Over a decade ago we got involved in the development of the biofuels industry in Europe, when it began to take off in earnest there.

At that time estimated profits from biodiesel production created considerable enthusiasm, which at one point turned euphoric with new production facilities being announced almost on a weekly basis.

What was not to like? Europeans would get to drive their cars using green, very low-carbon, seemingly affordable fuels, saving the environment in the process. And investors would make a ton of money.

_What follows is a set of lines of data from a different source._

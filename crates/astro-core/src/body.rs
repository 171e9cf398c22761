use std::fmt;
use std::str::FromStr;

use chrono::{DateTime, Utc};
use serde::{Deserialize, Serialize};

use crate::patch::{self, double_option};
use crate::validation::{Checker, Validate, ValidationErrors};

/// Upper bound for surface temperature, in Kelvin.
pub const MAX_TEMPERATURE_K: f64 = 1e8;

/// Kind of celestial body.
#[derive(Debug, Clone, Copy, PartialEq, Eq, Hash, Serialize, Deserialize, utoipa::ToSchema)]
#[serde(rename_all = "snake_case")]
pub enum BodyType {
    Planet,
    Star,
    Galaxy,
    Nebula,
    Comet,
    Asteroid,
    BlackHole,
}

impl BodyType {
    pub const ALL: [BodyType; 7] = [
        BodyType::Planet,
        BodyType::Star,
        BodyType::Galaxy,
        BodyType::Nebula,
        BodyType::Comet,
        BodyType::Asteroid,
        BodyType::BlackHole,
    ];

    pub fn as_str(&self) -> &'static str {
        match self {
            BodyType::Planet => "planet",
            BodyType::Star => "star",
            BodyType::Galaxy => "galaxy",
            BodyType::Nebula => "nebula",
            BodyType::Comet => "comet",
            BodyType::Asteroid => "asteroid",
            BodyType::BlackHole => "black_hole",
        }
    }
}

impl fmt::Display for BodyType {
    fn fmt(&self, f: &mut fmt::Formatter<'_>) -> fmt::Result {
        write!(f, "{}", self.as_str())
    }
}

impl FromStr for BodyType {
    type Err = String;

    fn from_str(s: &str) -> Result<Self, Self::Err> {
        let lowered = s.to_lowercase();
        BodyType::ALL
            .into_iter()
            .find(|t| t.as_str() == lowered)
            .ok_or_else(|| format!("Unknown body type: {s}"))
    }
}

/// Harvard spectral classification, hottest (O) to coolest (M).
#[derive(Debug, Clone, Copy, PartialEq, Eq, Hash, Serialize, Deserialize, utoipa::ToSchema)]
pub enum SpectralClass {
    O,
    B,
    A,
    F,
    G,
    K,
    M,
}

impl SpectralClass {
    pub fn as_str(&self) -> &'static str {
        match self {
            SpectralClass::O => "O",
            SpectralClass::B => "B",
            SpectralClass::A => "A",
            SpectralClass::F => "F",
            SpectralClass::G => "G",
            SpectralClass::K => "K",
            SpectralClass::M => "M",
        }
    }
}

impl fmt::Display for SpectralClass {
    fn fmt(&self, f: &mut fmt::Formatter<'_>) -> fmt::Result {
        write!(f, "{}", self.as_str())
    }
}

impl FromStr for SpectralClass {
    type Err = String;

    fn from_str(s: &str) -> Result<Self, Self::Err> {
        match s.to_uppercase().as_str() {
            "O" => Ok(SpectralClass::O),
            "B" => Ok(SpectralClass::B),
            "A" => Ok(SpectralClass::A),
            "F" => Ok(SpectralClass::F),
            "G" => Ok(SpectralClass::G),
            "K" => Ok(SpectralClass::K),
            "M" => Ok(SpectralClass::M),
            _ => Err(format!("Unknown spectral class: {s}")),
        }
    }
}

/// A stored celestial body.
#[derive(Debug, Clone, PartialEq, Serialize)]
pub struct CelestialBody {
    pub id: i64,
    pub name: String,
    #[serde(rename = "type")]
    pub body_type: BodyType,
    pub description: Option<String>,
    pub mass: Option<f64>,
    pub radius: Option<f64>,
    pub temperature: Option<f64>,
    pub distance_from_earth: Option<f64>,
    pub spectral_class: Option<SpectralClass>,
    pub absolute_magnitude: Option<f64>,
    pub apparent_magnitude: Option<f64>,
    pub right_ascension: Option<f64>,
    pub declination: Option<f64>,
    pub parent_id: Option<i64>,
    pub created_at: DateTime<Utc>,
    pub updated_at: DateTime<Utc>,
}

impl CelestialBody {
    /// Cross-field rules that must hold for every stored body.
    pub fn check_invariants(&self) -> Result<(), ValidationErrors> {
        let mut c = Checker::new();
        check_spectral_class(&mut c, self.body_type, self.spectral_class);
        c.ensure(
            self.parent_id != Some(self.id),
            "parent_id",
            "a celestial body cannot be its own parent",
        );
        c.finish()
    }
}

/// A body together with relationship data computed at query time.
#[derive(Debug, Clone, PartialEq)]
pub struct CelestialBodyDetails {
    pub body: CelestialBody,
    pub parent_name: Option<String>,
    pub children_count: Option<i64>,
    pub observation_count: Option<i64>,
}

impl From<CelestialBody> for CelestialBodyDetails {
    fn from(body: CelestialBody) -> Self {
        Self {
            body,
            parent_name: None,
            children_count: None,
            observation_count: None,
        }
    }
}

/// Payload for creating a body.
#[derive(Debug, Clone, PartialEq, Deserialize, utoipa::ToSchema)]
pub struct NewCelestialBody {
    /// Unique name, 1-200 characters
    pub name: String,
    #[serde(rename = "type")]
    pub body_type: BodyType,
    #[serde(default)]
    pub description: Option<String>,
    /// Mass in solar or Earth masses
    #[serde(default)]
    pub mass: Option<f64>,
    /// Radius in solar or Earth radii
    #[serde(default)]
    pub radius: Option<f64>,
    /// Surface temperature in Kelvin (0 - 1e8)
    #[serde(default)]
    pub temperature: Option<f64>,
    /// Distance from Earth in light years
    #[serde(default)]
    pub distance_from_earth: Option<f64>,
    /// Only allowed when `type` is `star`
    #[serde(default)]
    pub spectral_class: Option<SpectralClass>,
    #[serde(default)]
    pub absolute_magnitude: Option<f64>,
    #[serde(default)]
    pub apparent_magnitude: Option<f64>,
    /// Hours, 0 - 24
    #[serde(default)]
    pub right_ascension: Option<f64>,
    /// Degrees, -90 - 90
    #[serde(default)]
    pub declination: Option<f64>,
    #[serde(default)]
    pub parent_id: Option<i64>,
}

impl NewCelestialBody {
    pub fn new(name: impl Into<String>, body_type: BodyType) -> Self {
        Self {
            name: name.into(),
            body_type,
            description: None,
            mass: None,
            radius: None,
            temperature: None,
            distance_from_earth: None,
            spectral_class: None,
            absolute_magnitude: None,
            apparent_magnitude: None,
            right_ascension: None,
            declination: None,
            parent_id: None,
        }
    }
}

impl Validate for NewCelestialBody {
    fn validate(&self) -> Result<(), ValidationErrors> {
        let mut c = Checker::new();
        c.length("name", &self.name, 1, 200);
        check_measurements(
            &mut c,
            Measurements {
                mass: self.mass,
                radius: self.radius,
                temperature: self.temperature,
                distance_from_earth: self.distance_from_earth,
                right_ascension: self.right_ascension,
                declination: self.declination,
            },
        );
        c.min_id("parent_id", self.parent_id);
        check_spectral_class(&mut c, self.body_type, self.spectral_class);
        c.finish()
    }
}

/// Partial update for a body. Absent fields stay unchanged.
#[derive(Debug, Clone, Default, PartialEq, Deserialize, utoipa::ToSchema)]
pub struct CelestialBodyPatch {
    #[serde(default)]
    pub name: Option<String>,
    #[serde(default, rename = "type")]
    pub body_type: Option<BodyType>,
    #[serde(default, deserialize_with = "double_option")]
    #[schema(value_type = Option<String>)]
    pub description: Option<Option<String>>,
    #[serde(default, deserialize_with = "double_option")]
    #[schema(value_type = Option<f64>)]
    pub mass: Option<Option<f64>>,
    #[serde(default, deserialize_with = "double_option")]
    #[schema(value_type = Option<f64>)]
    pub radius: Option<Option<f64>>,
    #[serde(default, deserialize_with = "double_option")]
    #[schema(value_type = Option<f64>)]
    pub temperature: Option<Option<f64>>,
    #[serde(default, deserialize_with = "double_option")]
    #[schema(value_type = Option<f64>)]
    pub distance_from_earth: Option<Option<f64>>,
    #[serde(default, deserialize_with = "double_option")]
    #[schema(value_type = Option<SpectralClass>)]
    pub spectral_class: Option<Option<SpectralClass>>,
    #[serde(default, deserialize_with = "double_option")]
    #[schema(value_type = Option<f64>)]
    pub absolute_magnitude: Option<Option<f64>>,
    #[serde(default, deserialize_with = "double_option")]
    #[schema(value_type = Option<f64>)]
    pub apparent_magnitude: Option<Option<f64>>,
    #[serde(default, deserialize_with = "double_option")]
    #[schema(value_type = Option<f64>)]
    pub right_ascension: Option<Option<f64>>,
    #[serde(default, deserialize_with = "double_option")]
    #[schema(value_type = Option<f64>)]
    pub declination: Option<Option<f64>>,
    #[serde(default, deserialize_with = "double_option")]
    #[schema(value_type = Option<i64>)]
    pub parent_id: Option<Option<i64>>,
}

impl CelestialBodyPatch {
    /// Writes every supplied field into `body`.
    pub fn apply_to(&self, body: &mut CelestialBody) {
        patch::apply(&mut body.name, self.name.clone());
        patch::apply(&mut body.body_type, self.body_type);
        patch::apply(&mut body.description, self.description.clone());
        patch::apply(&mut body.mass, self.mass);
        patch::apply(&mut body.radius, self.radius);
        patch::apply(&mut body.temperature, self.temperature);
        patch::apply(&mut body.distance_from_earth, self.distance_from_earth);
        patch::apply(&mut body.spectral_class, self.spectral_class);
        patch::apply(&mut body.absolute_magnitude, self.absolute_magnitude);
        patch::apply(&mut body.apparent_magnitude, self.apparent_magnitude);
        patch::apply(&mut body.right_ascension, self.right_ascension);
        patch::apply(&mut body.declination, self.declination);
        patch::apply(&mut body.parent_id, self.parent_id);
    }

    /// The parent the body will point at after the patch, if the patch sets one.
    pub fn new_parent(&self) -> Option<i64> {
        self.parent_id.flatten()
    }
}

impl Validate for CelestialBodyPatch {
    fn validate(&self) -> Result<(), ValidationErrors> {
        let mut c = Checker::new();
        if let Some(name) = &self.name {
            c.length("name", name, 1, 200);
        }
        check_measurements(
            &mut c,
            Measurements {
                mass: self.mass.flatten(),
                radius: self.radius.flatten(),
                temperature: self.temperature.flatten(),
                distance_from_earth: self.distance_from_earth.flatten(),
                right_ascension: self.right_ascension.flatten(),
                declination: self.declination.flatten(),
            },
        );
        c.min_id("parent_id", self.parent_id.flatten());
        c.finish()
    }
}

struct Measurements {
    mass: Option<f64>,
    radius: Option<f64>,
    temperature: Option<f64>,
    distance_from_earth: Option<f64>,
    right_ascension: Option<f64>,
    declination: Option<f64>,
}

fn check_measurements(c: &mut Checker, m: Measurements) {
    c.range("mass", m.mass, Some(0.0), None)
        .range("radius", m.radius, Some(0.0), None)
        .range("temperature", m.temperature, Some(0.0), Some(MAX_TEMPERATURE_K))
        .range("distance_from_earth", m.distance_from_earth, Some(0.0), None)
        .range("right_ascension", m.right_ascension, Some(0.0), Some(24.0))
        .range("declination", m.declination, Some(-90.0), Some(90.0));
}

fn check_spectral_class(c: &mut Checker, body_type: BodyType, class: Option<SpectralClass>) {
    c.ensure(
        class.is_none() || body_type == BodyType::Star,
        "spectral_class",
        "spectral class can only be set for stars",
    );
}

However, reality turned out to be rather more complicated than that, much to the chagrin of those investors. Production margins were quite volatile and very difficult to hedge into the future. All that new demand ended up spiking the prices of vegetable oils – the key biodiesel production input – way above those of fossil fuels. Entire domestic production complexes went bust as a result, prompting governments across Europe to eventually implement a range of support measures to make biofuels part of the fuel mix.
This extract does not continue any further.